**Prompt**
Your answer should be every line from the records that contains "table".

Dataset entries
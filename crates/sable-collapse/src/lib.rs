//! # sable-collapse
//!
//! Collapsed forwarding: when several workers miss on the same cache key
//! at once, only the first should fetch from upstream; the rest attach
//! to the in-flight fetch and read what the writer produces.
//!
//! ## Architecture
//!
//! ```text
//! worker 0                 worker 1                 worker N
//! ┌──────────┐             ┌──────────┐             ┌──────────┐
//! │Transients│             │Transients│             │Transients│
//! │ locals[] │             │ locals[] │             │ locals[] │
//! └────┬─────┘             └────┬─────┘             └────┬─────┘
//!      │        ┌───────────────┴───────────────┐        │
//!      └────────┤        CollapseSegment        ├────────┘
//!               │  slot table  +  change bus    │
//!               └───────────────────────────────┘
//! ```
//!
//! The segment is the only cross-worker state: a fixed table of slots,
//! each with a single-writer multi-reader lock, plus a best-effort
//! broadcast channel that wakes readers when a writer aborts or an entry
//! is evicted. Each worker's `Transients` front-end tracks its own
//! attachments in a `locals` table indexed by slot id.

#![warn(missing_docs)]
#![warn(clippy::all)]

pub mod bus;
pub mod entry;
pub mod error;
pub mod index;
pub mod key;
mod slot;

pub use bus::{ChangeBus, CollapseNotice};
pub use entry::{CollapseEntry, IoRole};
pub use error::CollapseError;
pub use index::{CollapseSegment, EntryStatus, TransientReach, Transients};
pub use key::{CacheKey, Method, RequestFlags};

**Result of this task**
//!               │  slot table  +  change bus    │
//! The segment is the only cross-worker state: a fixed table of slots,
//! attachments in a `locals` table indexed by slot id.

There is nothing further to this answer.